Pick out all lines with the word "None" from the records that follow.

---------- Data extract ----------

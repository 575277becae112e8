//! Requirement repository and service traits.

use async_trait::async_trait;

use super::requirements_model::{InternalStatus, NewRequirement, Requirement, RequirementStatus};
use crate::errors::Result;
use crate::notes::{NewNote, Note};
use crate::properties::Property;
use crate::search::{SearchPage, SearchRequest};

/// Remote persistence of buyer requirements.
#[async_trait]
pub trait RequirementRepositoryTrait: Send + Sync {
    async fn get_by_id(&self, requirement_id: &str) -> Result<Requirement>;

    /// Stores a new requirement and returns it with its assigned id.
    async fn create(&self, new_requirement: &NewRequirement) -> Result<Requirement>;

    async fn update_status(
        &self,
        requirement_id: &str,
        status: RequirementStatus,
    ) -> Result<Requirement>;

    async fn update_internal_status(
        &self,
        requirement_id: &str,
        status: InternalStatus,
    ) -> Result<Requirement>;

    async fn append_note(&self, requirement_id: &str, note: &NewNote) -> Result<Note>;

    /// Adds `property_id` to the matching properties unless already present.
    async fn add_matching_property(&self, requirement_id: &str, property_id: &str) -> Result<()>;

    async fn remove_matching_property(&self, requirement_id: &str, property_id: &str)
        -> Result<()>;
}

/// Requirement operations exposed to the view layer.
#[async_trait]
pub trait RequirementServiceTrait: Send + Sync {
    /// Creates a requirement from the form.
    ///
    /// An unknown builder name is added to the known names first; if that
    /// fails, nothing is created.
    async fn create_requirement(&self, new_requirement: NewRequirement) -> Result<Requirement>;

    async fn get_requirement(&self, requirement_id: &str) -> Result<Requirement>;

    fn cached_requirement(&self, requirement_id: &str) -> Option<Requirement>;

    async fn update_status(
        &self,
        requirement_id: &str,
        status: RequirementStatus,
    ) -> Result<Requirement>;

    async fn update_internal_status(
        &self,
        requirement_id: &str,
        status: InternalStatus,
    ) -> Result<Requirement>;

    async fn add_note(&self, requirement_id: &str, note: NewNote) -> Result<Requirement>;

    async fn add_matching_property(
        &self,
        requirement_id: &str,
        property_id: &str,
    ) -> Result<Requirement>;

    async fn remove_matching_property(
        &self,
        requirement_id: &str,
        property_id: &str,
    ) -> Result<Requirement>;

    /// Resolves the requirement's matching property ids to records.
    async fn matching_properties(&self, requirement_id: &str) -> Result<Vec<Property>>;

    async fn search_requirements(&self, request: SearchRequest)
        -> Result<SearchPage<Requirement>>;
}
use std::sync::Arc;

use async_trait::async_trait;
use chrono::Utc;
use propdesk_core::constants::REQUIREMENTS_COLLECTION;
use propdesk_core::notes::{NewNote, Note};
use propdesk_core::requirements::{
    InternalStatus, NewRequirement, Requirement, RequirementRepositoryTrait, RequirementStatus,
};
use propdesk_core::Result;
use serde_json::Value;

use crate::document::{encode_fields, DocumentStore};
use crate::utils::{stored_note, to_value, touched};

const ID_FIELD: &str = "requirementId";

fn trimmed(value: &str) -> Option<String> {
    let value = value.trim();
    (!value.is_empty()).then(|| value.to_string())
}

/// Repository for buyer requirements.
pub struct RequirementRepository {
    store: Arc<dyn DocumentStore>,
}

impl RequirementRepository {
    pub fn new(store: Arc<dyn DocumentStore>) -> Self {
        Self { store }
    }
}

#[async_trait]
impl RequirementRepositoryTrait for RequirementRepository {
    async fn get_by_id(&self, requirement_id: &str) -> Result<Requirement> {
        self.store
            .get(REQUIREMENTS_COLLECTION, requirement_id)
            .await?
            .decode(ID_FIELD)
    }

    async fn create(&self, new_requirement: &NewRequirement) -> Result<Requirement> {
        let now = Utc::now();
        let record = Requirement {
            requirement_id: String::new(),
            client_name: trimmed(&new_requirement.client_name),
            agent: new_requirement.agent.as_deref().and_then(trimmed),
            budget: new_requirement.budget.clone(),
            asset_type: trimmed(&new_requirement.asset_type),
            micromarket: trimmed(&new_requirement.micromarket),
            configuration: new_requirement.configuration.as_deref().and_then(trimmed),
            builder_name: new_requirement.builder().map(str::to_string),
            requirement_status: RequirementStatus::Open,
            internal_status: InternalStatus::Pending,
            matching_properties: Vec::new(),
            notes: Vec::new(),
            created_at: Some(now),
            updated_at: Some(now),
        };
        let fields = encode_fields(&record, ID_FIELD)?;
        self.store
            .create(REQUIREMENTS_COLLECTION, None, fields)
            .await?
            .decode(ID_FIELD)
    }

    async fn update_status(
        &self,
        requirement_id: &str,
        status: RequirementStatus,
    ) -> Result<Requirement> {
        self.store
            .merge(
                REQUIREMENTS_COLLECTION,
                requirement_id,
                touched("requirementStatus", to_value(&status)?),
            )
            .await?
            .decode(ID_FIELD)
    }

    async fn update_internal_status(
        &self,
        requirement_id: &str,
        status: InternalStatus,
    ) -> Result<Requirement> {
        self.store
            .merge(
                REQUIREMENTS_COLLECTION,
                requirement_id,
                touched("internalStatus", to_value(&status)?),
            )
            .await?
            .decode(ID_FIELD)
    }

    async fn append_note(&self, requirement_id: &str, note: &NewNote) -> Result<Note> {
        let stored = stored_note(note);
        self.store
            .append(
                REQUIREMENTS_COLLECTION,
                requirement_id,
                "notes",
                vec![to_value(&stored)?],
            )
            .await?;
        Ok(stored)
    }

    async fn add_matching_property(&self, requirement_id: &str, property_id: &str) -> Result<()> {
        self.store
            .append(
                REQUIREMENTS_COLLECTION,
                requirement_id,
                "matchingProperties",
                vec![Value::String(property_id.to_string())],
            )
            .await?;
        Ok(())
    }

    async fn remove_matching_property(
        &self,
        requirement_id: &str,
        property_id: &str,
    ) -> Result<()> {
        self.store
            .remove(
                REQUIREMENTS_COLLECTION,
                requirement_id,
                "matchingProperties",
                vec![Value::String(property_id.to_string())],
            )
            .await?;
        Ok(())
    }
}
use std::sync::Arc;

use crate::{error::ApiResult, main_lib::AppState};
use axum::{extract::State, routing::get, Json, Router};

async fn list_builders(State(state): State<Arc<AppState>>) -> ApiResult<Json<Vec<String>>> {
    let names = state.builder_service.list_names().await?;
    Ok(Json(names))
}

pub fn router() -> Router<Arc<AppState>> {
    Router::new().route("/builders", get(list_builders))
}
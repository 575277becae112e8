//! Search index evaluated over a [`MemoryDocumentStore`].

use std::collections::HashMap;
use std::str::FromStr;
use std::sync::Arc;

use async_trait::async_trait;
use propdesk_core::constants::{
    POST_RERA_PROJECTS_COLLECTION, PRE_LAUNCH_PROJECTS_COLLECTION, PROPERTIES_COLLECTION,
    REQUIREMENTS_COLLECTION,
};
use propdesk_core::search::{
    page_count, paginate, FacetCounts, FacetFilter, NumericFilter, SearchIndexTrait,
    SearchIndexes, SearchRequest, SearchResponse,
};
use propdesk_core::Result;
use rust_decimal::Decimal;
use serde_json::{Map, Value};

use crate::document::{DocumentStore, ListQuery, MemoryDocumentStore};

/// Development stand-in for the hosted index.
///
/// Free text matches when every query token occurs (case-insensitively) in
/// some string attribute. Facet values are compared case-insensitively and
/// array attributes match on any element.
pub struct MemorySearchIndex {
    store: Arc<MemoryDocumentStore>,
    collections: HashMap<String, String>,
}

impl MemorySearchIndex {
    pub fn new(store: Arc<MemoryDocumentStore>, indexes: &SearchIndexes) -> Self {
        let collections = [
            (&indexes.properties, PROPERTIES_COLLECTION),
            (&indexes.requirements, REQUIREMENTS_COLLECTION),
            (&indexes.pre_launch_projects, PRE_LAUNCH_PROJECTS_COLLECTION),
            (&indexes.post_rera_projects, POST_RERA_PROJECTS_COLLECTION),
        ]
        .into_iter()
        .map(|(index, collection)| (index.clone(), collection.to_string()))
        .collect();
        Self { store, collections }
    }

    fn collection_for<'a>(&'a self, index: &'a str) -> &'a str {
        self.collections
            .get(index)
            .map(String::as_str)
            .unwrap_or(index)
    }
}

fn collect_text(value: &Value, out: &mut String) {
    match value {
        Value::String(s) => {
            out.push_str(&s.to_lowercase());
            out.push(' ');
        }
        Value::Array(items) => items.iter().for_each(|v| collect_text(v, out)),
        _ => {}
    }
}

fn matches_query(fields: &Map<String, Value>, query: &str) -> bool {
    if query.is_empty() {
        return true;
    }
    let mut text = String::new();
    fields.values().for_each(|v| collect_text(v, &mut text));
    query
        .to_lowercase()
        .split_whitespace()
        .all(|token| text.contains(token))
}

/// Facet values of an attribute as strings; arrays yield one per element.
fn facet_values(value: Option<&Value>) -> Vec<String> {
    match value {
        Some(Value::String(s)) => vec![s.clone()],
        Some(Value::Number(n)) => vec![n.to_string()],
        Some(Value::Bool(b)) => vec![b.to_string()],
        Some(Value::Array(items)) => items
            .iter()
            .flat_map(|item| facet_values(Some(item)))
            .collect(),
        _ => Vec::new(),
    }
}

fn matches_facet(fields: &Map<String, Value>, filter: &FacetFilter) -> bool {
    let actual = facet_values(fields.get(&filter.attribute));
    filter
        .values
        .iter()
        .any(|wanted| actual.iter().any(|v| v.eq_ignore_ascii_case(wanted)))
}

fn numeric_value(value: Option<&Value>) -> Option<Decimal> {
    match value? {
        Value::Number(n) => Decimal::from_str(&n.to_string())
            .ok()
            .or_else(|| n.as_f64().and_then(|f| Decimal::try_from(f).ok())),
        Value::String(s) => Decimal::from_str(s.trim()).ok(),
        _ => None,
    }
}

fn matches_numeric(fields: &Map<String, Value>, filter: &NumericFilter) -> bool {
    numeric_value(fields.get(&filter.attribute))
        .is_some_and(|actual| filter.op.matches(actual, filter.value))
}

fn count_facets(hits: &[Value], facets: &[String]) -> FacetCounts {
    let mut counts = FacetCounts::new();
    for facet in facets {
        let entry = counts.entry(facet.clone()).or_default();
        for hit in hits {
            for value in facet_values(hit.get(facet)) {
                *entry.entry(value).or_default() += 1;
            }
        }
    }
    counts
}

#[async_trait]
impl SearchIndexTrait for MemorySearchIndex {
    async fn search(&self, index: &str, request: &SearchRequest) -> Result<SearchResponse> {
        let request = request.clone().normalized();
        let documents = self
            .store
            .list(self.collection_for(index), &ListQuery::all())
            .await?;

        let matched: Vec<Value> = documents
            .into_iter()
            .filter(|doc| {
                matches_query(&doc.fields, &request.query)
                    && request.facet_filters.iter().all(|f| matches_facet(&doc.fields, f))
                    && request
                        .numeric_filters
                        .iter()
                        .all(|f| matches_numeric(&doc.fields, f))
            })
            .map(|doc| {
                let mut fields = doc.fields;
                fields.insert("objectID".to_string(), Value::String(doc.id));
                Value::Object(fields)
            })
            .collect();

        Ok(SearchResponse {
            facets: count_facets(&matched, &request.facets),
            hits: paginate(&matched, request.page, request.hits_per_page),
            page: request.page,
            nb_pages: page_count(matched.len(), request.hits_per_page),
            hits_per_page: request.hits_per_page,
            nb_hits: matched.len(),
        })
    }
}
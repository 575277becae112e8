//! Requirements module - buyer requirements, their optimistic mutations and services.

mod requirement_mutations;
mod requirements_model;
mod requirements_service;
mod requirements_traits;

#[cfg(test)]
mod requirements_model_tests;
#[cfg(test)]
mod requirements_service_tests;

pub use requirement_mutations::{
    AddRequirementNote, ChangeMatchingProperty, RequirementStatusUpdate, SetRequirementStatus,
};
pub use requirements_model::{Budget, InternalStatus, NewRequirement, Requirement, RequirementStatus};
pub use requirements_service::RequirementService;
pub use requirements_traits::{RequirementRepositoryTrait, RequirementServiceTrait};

----------

*Answer area*
            .create(REQUIREMENTS_COLLECTION, None, fields)
        _ => None,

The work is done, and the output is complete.